Tell how many lines of the data include the word "ServerLifecycleEvent". Nothing but the number belongs in the answer.
Working data Block Start
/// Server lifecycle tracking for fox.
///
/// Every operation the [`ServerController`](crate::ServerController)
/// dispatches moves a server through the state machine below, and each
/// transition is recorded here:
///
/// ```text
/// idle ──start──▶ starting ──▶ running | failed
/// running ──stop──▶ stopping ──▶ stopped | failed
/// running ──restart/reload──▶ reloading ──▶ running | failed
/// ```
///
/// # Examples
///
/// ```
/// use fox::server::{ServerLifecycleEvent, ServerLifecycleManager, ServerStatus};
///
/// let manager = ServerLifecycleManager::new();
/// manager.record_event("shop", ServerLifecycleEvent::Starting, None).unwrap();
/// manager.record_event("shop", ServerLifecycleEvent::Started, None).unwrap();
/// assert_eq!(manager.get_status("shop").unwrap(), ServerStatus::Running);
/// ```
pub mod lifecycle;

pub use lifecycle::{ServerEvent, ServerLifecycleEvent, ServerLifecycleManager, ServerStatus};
Working data Block End
• [Answer below]: 4